Les villageois finissent par soupçonner Josef de toutes les avanies de cet été caniculaire. De son côté, le spectateur s’interroge. Josef est vraiment bizarre et imprévisible, frustré sexuel, kleptomane, littéral idiot du village. Mais il existe aussi des rivalités entre agriculteurs. Et puis le nouveau menuisier n’a pas toujours l’air très net. Jacoulot lance des pistes sur le ou les coupables potentiels mais veille à toujours maintenir le spectateur dans l’incertitude morale quant à chaque protagoniste.
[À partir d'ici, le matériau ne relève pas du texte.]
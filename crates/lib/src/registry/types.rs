//! Command, argument and handler types.

use std::collections::BTreeMap;
use std::fmt;

use serde::Serialize;

use crate::context::ProvisionContext;
use crate::error::ProvisionError;
use crate::platform::GuestPlatform;

/// A nested block passed to a command, run against the same context.
pub type Block = Box<dyn FnOnce(&mut ProvisionContext) -> Result<(), ProvisionError>>;

/// A unit of behavior bound to one `(subject, action, platform)` triple.
pub trait Handler {
  fn apply(&self, ctx: &mut ProvisionContext, args: Args) -> Result<(), ProvisionError>;
}

impl<F> Handler for F
where
  F: Fn(&mut ProvisionContext, Args) -> Result<(), ProvisionError>,
{
  fn apply(&self, ctx: &mut ProvisionContext, args: Args) -> Result<(), ProvisionError> {
    self(ctx, args)
  }
}

/// A single argument value as it came from the DSL.
#[derive(Debug, Clone, PartialEq, Serialize)]
#[serde(untagged)]
pub enum Arg {
  String(String),
  Integer(i64),
  Number(f64),
  Boolean(bool),
  Array(Vec<Arg>),
  Table(BTreeMap<String, Arg>),
}

impl Arg {
  pub fn type_name(&self) -> &'static str {
    match self {
      Arg::String(_) => "string",
      Arg::Integer(_) | Arg::Number(_) => "number",
      Arg::Boolean(_) => "boolean",
      Arg::Array(_) => "array",
      Arg::Table(_) => "table",
    }
  }

  /// Strings as-is, numbers in their shortest form. Used for version-like arguments.
  pub fn as_text(&self) -> Option<String> {
    match self {
      Arg::String(s) => Some(s.clone()),
      Arg::Integer(i) => Some(i.to_string()),
      Arg::Number(n) => Some(n.to_string()),
      _ => None,
    }
  }
}

impl From<&str> for Arg {
  fn from(value: &str) -> Self {
    Arg::String(value.to_string())
  }
}

impl From<i64> for Arg {
  fn from(value: i64) -> Self {
    Arg::Integer(value)
  }
}

/// A DSL statement: `Subject("Action", args...)`.
pub struct Command {
  pub subject: String,
  pub action: Option<String>,
  pub args: Vec<Arg>,
  pub block: Option<Block>,
}

impl Command {
  pub fn new(subject: impl Into<String>, action: impl Into<String>) -> Self {
    Self {
      subject: subject.into(),
      action: Some(action.into()),
      args: Vec::new(),
      block: None,
    }
  }

  /// A statement that names a subject but no action, e.g. `Install()`.
  pub fn without_action(subject: impl Into<String>) -> Self {
    Self {
      subject: subject.into(),
      action: None,
      args: Vec::new(),
      block: None,
    }
  }

  pub fn arg(mut self, arg: impl Into<Arg>) -> Self {
    self.args.push(arg.into());
    self
  }

  pub fn with_args(mut self, args: Vec<Arg>) -> Self {
    self.args = args;
    self
  }

  pub fn with_block(mut self, block: Block) -> Self {
    self.block = Some(block);
    self
  }

  /// `Subject Action`, or just `Subject` when no action was given.
  pub fn label(&self) -> String {
    match &self.action {
      Some(action) => format!("{} {}", self.subject, action),
      None => self.subject.clone(),
    }
  }
}

impl fmt::Debug for Command {
  fn fmt(&self, f: &mut fmt::Formatter<'_>) -> fmt::Result {
    f.debug_struct("Command")
      .field("subject", &self.subject)
      .field("action", &self.action)
      .field("args", &self.args)
      .field("block", &self.block.is_some())
      .finish()
  }
}

/// Arguments as seen by a handler, with typed accessors.
///
/// Accessor indices are zero-based; error messages report them one-based.
pub struct Args {
  command: String,
  values: Vec<Arg>,
  block: Option<Block>,
}

impl Args {
  pub fn new(command: impl Into<String>, values: Vec<Arg>, block: Option<Block>) -> Self {
    Self {
      command: command.into(),
      values,
      block,
    }
  }

  pub fn len(&self) -> usize {
    self.values.len()
  }

  pub fn is_empty(&self) -> bool {
    self.values.is_empty()
  }

  pub fn get(&self, index: usize) -> Option<&Arg> {
    self.values.get(index)
  }

  fn required(&self, index: usize, name: &'static str) -> Result<&Arg, ArgError> {
    self.values.get(index).ok_or_else(|| ArgError::Missing {
      command: self.command.clone(),
      position: index + 1,
      name,
    })
  }

  fn mismatch(&self, index: usize, name: &'static str, expected: &'static str, found: &Arg) -> ArgError {
    ArgError::Type {
      command: self.command.clone(),
      position: index + 1,
      name,
      expected,
      found: found.type_name(),
    }
  }

  pub fn str(&self, index: usize, name: &'static str) -> Result<&str, ArgError> {
    match self.required(index, name)? {
      Arg::String(s) => Ok(s),
      other => Err(self.mismatch(index, name, "string", other)),
    }
  }

  /// An optional version-like argument; strings and numbers are accepted.
  pub fn opt_text(&self, index: usize, name: &'static str) -> Result<Option<String>, ArgError> {
    match self.values.get(index) {
      None => Ok(None),
      Some(arg) => arg
        .as_text()
        .map(Some)
        .ok_or_else(|| self.mismatch(index, name, "string or number", arg)),
    }
  }

  pub fn table(&self, index: usize, name: &'static str) -> Result<&BTreeMap<String, Arg>, ArgError> {
    match self.required(index, name)? {
      Arg::Table(t) => Ok(t),
      other => Err(self.mismatch(index, name, "table", other)),
    }
  }

  /// A string field of a table argument.
  pub fn field_str<'a>(
    &self,
    table: &'a BTreeMap<String, Arg>,
    key: &'static str,
  ) -> Result<&'a str, ArgError> {
    match table.get(key) {
      Some(Arg::String(s)) => Ok(s),
      Some(other) => Err(ArgError::Field {
        command: self.command.clone(),
        key,
        expected: "string",
        found: other.type_name(),
      }),
      None => Err(ArgError::MissingField {
        command: self.command.clone(),
        key,
      }),
    }
  }

  /// A port-number field of a table argument.
  pub fn field_port(&self, table: &BTreeMap<String, Arg>, key: &'static str) -> Result<u16, ArgError> {
    match table.get(key) {
      Some(Arg::Integer(i)) => u16::try_from(*i).map_err(|_| ArgError::OutOfRange {
        command: self.command.clone(),
        key,
        value: *i,
      }),
      Some(other) => Err(ArgError::Field {
        command: self.command.clone(),
        key,
        expected: "integer",
        found: other.type_name(),
      }),
      None => Err(ArgError::MissingField {
        command: self.command.clone(),
        key,
      }),
    }
  }

  /// Take the nested block. Fails if the statement did not pass one.
  pub fn take_block(&mut self) -> Result<Block, ArgError> {
    self.block.take().ok_or_else(|| ArgError::MissingBlock {
      command: self.command.clone(),
    })
  }
}

/// The four ways resolving a statement can fail.
#[derive(Debug, Clone, PartialEq, Eq, thiserror::Error)]
pub enum DispatchError {
  #[error("unknown subject '{subject}' (no actions are registered under it)")]
  UnknownSubject { subject: String },

  #[error("no action specified for subject '{subject}' (try something like: {subject} \"SomeAction\")")]
  MissingAction { subject: String },

  #[error("unknown action '{action}' for subject '{subject}'")]
  UnknownAction { subject: String, action: String },

  #[error("no {platform} implementation of '{subject} {action}'")]
  NoImplementation {
    subject: String,
    action: String,
    platform: GuestPlatform,
  },
}

#[derive(Debug, Clone, PartialEq, Eq, thiserror::Error)]
pub enum ArgError {
  #[error("{command}: missing argument #{position} ({name})")]
  Missing {
    command: String,
    position: usize,
    name: &'static str,
  },

  #[error("{command}: argument #{position} ({name}) must be a {expected}, got {found}")]
  Type {
    command: String,
    position: usize,
    name: &'static str,
    expected: &'static str,
    found: &'static str,
  },

  #[error("{command}: missing field '{key}'")]
  MissingField { command: String, key: &'static str },

  #[error("{command}: field '{key}' must be a {expected}, got {found}")]
  Field {
    command: String,
    key: &'static str,
    expected: &'static str,
    found: &'static str,
  },

  #[error("{command}: field '{key}' is out of range: {value}")]
  OutOfRange {
    command: String,
    key: &'static str,
    value: i64,
  },

  #[error("{command}: expected a block")]
  MissingBlock { command: String },
}

#[derive(Debug, Clone, PartialEq, Eq, thiserror::Error)]
pub enum RegistryError {
  #[error("handler for '{subject} {action}' on {platform} is already registered")]
  Duplicate {
    subject: String,
    action: String,
    platform: GuestPlatform,
  },
}
//! Implementation of the `vmprov recipes` command.

use anyhow::{Context, Result};

use vmprov_lib::recipes::default_registry;

use crate::output::print_json;

pub fn cmd_recipes(json: bool) -> Result<()> {
  let registry = default_registry().context("Failed to build recipe registry")?;

  if json {
    let subjects: serde_json::Map<_, _> = registry
      .subjects()
      .map(|subject| {
        let actions: serde_json::Map<_, _> = registry
          .actions(subject)
          .into_iter()
          .map(|(action, platforms)| (action.to_string(), serde_json::json!(platforms)))
          .collect();
        (subject.to_string(), serde_json::Value::Object(actions))
      })
      .collect();
    return print_json(&subjects);
  }

  for subject in registry.subjects() {
    println!("{}", subject);
    for (action, platforms) in registry.actions(subject) {
      let platforms: Vec<_> = platforms.iter().map(|p| p.as_str()).collect();
      println!("  {:<24} {}", action, platforms.join(", "));
    }
  }
  Ok(())
}
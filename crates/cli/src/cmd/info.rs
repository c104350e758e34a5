use anyhow::Result;

use vmprov_lib::consts::{APP_NAME, DEFAULT_CONFIG_FILE, ENV_CACHE_GUEST, ENV_CACHE_HOST, ENV_PLATFORM};
use vmprov_lib::platform::GuestPlatform;

use crate::output::print_stat;

pub fn cmd_info(platform: Option<GuestPlatform>) -> Result<()> {
  let options = super::build_options(platform)?;

  println!("{} {}", APP_NAME, env!("CARGO_PKG_VERSION"));
  print_stat("Platform", options.platform.as_str());
  print_stat("Config file", DEFAULT_CONFIG_FILE);
  print_stat("Cache (host)", &options.cache_host.display().to_string());
  print_stat("Cache (guest)", &options.cache_guest);
  println!();
  println!("Environment:");
  for var in [ENV_PLATFORM, ENV_CACHE_HOST, ENV_CACHE_GUEST] {
    let value = std::env::var(var).unwrap_or_else(|_| "(unset)".to_string());
    print_stat(var, &value);
  }
  Ok(())
}
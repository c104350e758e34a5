//! Download guard.
//!
//! The configuration is evaluated on every orchestrator invocation, including
//! ones that never provision (status, destroy, ...). Downloads therefore must
//! not happen during evaluation. Instead:
//!
//! 1. At build time the host side of the cache is checked synchronously. If
//!    the file is there, nothing is emitted.
//! 2. Otherwise a guest-side fragment is emitted that fetches the file into
//!    the guest side of the cache, and only if it is still absent when the
//!    fragment runs.
//!
//! Because the cache directory is a synced folder on the host, it outlives
//! individual VMs, so a fetch happens at most once across VM recreations.

use tracing::{debug, info};

use crate::context::ProvisionContext;
use crate::script::double_quote;

/// Outcome of [`ProvisionContext::ensure_cached`], for logging and tests.
#[derive(Debug, Clone, Copy, PartialEq, Eq)]
pub enum CacheStatus {
  /// The host cache already holds the file.
  Present,
  /// A conditional download fragment was emitted.
  Scheduled,
  /// The same `(url, filename)` was already handled earlier in this build.
  AlreadyRequested,
}

/// Shell text that fetches `url` into `guest_file` unless it already exists.
pub fn download_script(url: &str, guest_file: &str) -> String {
  let target = double_quote(guest_file);
  format!(
    "[ -f {target} ] || curl -fL --create-dirs -o {target} {}",
    double_quote(url)
  )
}

impl ProvisionContext {
  /// Make `url` available in the guest as `filename` inside its cache directory.
  ///
  /// Returns the guest path of the file.
  pub fn ensure_cached(&mut self, url: &str, filename: &str) -> String {
    self.ensure_cached_with_status(url, filename).0
  }

  pub fn ensure_cached_with_status(&mut self, url: &str, filename: &str) -> (String, CacheStatus) {
    let entry = self.cache().derive(url);
    let guest_file = entry.guest_file(filename);

    if !self.record_download(url, filename) {
      debug!(url = %url, filename, "download already requested in this build");
      return (guest_file, CacheStatus::AlreadyRequested);
    }

    let host_file = entry.host_file(filename);
    if host_file.exists() {
      info!(url = %url, path = %host_file.display(), "cache hit");
      return (guest_file, CacheStatus::Present);
    }

    info!(url = %url, path = %guest_file, "cache miss, scheduling download");
    self.run(&download_script(url, &guest_file));
    (guest_file, CacheStatus::Scheduled)
  }
}
//! Hashing utilities for plan identifiers.
//!
//! A session is identified by a truncated SHA-256 of its JSON serialization,
//! so two builds that emit identical directives share the same plan hash.

use serde::{Deserialize, Serialize};
use sha2::{Digest, Sha256};

use crate::consts::OBJ_HASH_PREFIX_LEN;

pub type HashError = serde_json::Error;

/// A truncated, lowercase hexadecimal SHA-256 of a serialized object.
#[derive(Debug, Clone, PartialEq, Eq, PartialOrd, Ord, Hash, Serialize, Deserialize)]
pub struct ObjectHash(pub String);

impl std::fmt::Display for ObjectHash {
  fn fmt(&self, f: &mut std::fmt::Formatter<'_>) -> std::fmt::Result {
    write!(f, "{}", self.0)
  }
}

pub trait Hashable: Serialize {
  fn compute_hash(&self) -> Result<ObjectHash, HashError> {
    let serialized = serde_json::to_string(self)?;
    let mut hasher = Sha256::new();
    hasher.update(serialized.as_bytes());
    let full = hex::encode(hasher.finalize());
    Ok(ObjectHash(full[..OBJ_HASH_PREFIX_LEN].to_string()))
  }
}

#[cfg(test)]
mod tests {
  use super::*;

  #[derive(Serialize)]
  struct Sample {
    name: &'static str,
  }

  impl Hashable for Sample {}

  #[test]
  fn hash_is_truncated_hex() {
    let hash = Sample { name: "git" }.compute_hash().unwrap();
    assert_eq!(hash.0.len(), OBJ_HASH_PREFIX_LEN);
    assert!(hash.0.chars().all(|c| c.is_ascii_hexdigit()));
  }

  #[test]
  fn equal_values_hash_equal() {
    let a = Sample { name: "git" }.compute_hash().unwrap();
    let b = Sample { name: "git" }.compute_hash().unwrap();
    let c = Sample { name: "node" }.compute_hash().unwrap();
    assert_eq!(a, b);
    assert_ne!(a, c);
  }
}
//! The shared context handlers run against.
//!
//! One [`ProvisionContext`] exists per build. It owns the [`Session`] being
//! assembled together with the state emission depends on: the target
//! platform, the cache root, the active directory stack and the set of
//! downloads already requested.
//!
//! Emission methods live next to the component they belong to:
//! [`crate::script`] (banner, run, scoped directories) and
//! [`crate::cache::guard`] (download guard).

use std::collections::BTreeSet;

use crate::cache::CacheRoot;
use crate::config::BuildOptions;
use crate::platform::GuestPlatform;
use crate::session::{Directive, Session};

/// Directory a fragment runs in when no scope is active.
pub const DEFAULT_DIRECTORY: &str = ".";

#[derive(Debug, Clone, PartialEq, Eq)]
pub struct ProvisionContext {
  platform: GuestPlatform,
  cache: CacheRoot,
  session: Session,
  directories: Vec<String>,
  requested: BTreeSet<(String, String)>,
}

impl Default for ProvisionContext {
  fn default() -> Self {
    let options = BuildOptions::default();
    Self::new(options.platform, CacheRoot::new(options.cache_host, options.cache_guest))
  }
}

impl ProvisionContext {
  pub fn new(platform: GuestPlatform, cache: CacheRoot) -> Self {
    Self {
      platform,
      cache,
      session: Session::new(),
      directories: Vec::new(),
      requested: BTreeSet::new(),
    }
  }

  pub fn platform(&self) -> GuestPlatform {
    self.platform
  }

  pub fn cache(&self) -> &CacheRoot {
    &self.cache
  }

  pub fn session(&self) -> &Session {
    &self.session
  }

  /// Finish the build and take ownership of the session.
  pub fn into_session(self) -> Session {
    self.session
  }

  /// Append a structural directive.
  pub fn push(&mut self, directive: Directive) {
    tracing::trace!(kind = directive.kind(), "directive appended");
    self.session.push(directive);
  }

  /// Copy a file from the host into the guest when the session is applied.
  pub fn copy_host_file(&mut self, host: &str, guest: &str) {
    self.push(Directive::FileCopy {
      host: host.to_string(),
      guest: guest.to_string(),
    });
  }

  /// The directory new fragments are scoped to.
  pub fn current_directory(&self) -> &str {
    self.directories.last().map(String::as_str).unwrap_or(DEFAULT_DIRECTORY)
  }

  pub(crate) fn push_directory(&mut self, path: &str) {
    self.directories.push(path.to_string());
  }

  pub(crate) fn pop_directory(&mut self) {
    self.directories.pop();
  }

  pub(crate) fn directory_depth(&self) -> usize {
    self.directories.len()
  }

  /// Record a download request. Returns `false` if it was already recorded in this build.
  pub(crate) fn record_download(&mut self, url: &str, filename: &str) -> bool {
    self.requested.insert((url.to_string(), filename.to_string()))
  }
}
//! The shipped handler set.
//!
//! Recipes are ordinary [`Handler`](crate::registry::Handler)s bound into a
//! [`Registry`] at startup. Platform-neutral recipes are registered for every
//! [`GuestPlatform`](crate::platform::GuestPlatform); the installers only for
//! Osx.

mod osx;
mod project;
mod setup;

use crate::context::ProvisionContext;
use crate::error::ProvisionError;
use crate::registry::{Args, Registry, RegistryError};

pub use setup::expand_tilde;

pub(crate) type Recipe = fn(&mut ProvisionContext, Args) -> Result<(), ProvisionError>;

/// Build the registry with every shipped recipe.
pub fn default_registry() -> Result<Registry, RegistryError> {
  let mut builder = Registry::builder();
  setup::register(&mut builder)?;
  project::register(&mut builder)?;
  osx::register(&mut builder)?;
  Ok(builder.build())
}

#[cfg(test)]
mod tests {
  use super::*;
  use crate::platform::GuestPlatform;

  #[test]
  fn default_registry_builds() {
    let registry = default_registry().unwrap();
    let subjects: Vec<_> = registry.subjects().collect();
    for expected in ["Bundle", "Dir", "Git", "Install", "Npm", "Pip", "Reboot", "Run", "Setup", "Virtualenv"] {
      assert!(subjects.contains(&expected), "missing subject {expected}");
    }
  }

  #[test]
  fn installers_are_osx_only() {
    let registry = default_registry().unwrap();
    for (action, platforms) in registry.actions("Install") {
      assert_eq!(platforms, vec![GuestPlatform::Osx], "Install {action}");
    }
  }

  #[test]
  fn neutral_recipes_cover_every_platform() {
    let registry = default_registry().unwrap();
    for (subject, action) in [("Setup", "Box"), ("Run", "Shell"), ("Reboot", "Vm"), ("Dir", "In")] {
      for platform in GuestPlatform::ALL {
        assert!(registry.resolve(subject, Some(action), platform).is_ok(), "{subject} {action} on {platform}");
      }
    }
  }
}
Coup de chaud convoque en filigrane les films de chaleur (La Poursuite impitoyable, La Fièvre au corps, Canicule…), les films de communauté perturbée (Les Inconnus dans la ville, Le Corbeau, 38 témoins…), et si on pense souvent à une certaine tendance ancienne du cinéma français d’observation sociale, la dernière partie nous a semblé plutôt langienne, avec son questionnement moral et sa perturbation de ce qu’on avait vu auparavant, ou cru voir.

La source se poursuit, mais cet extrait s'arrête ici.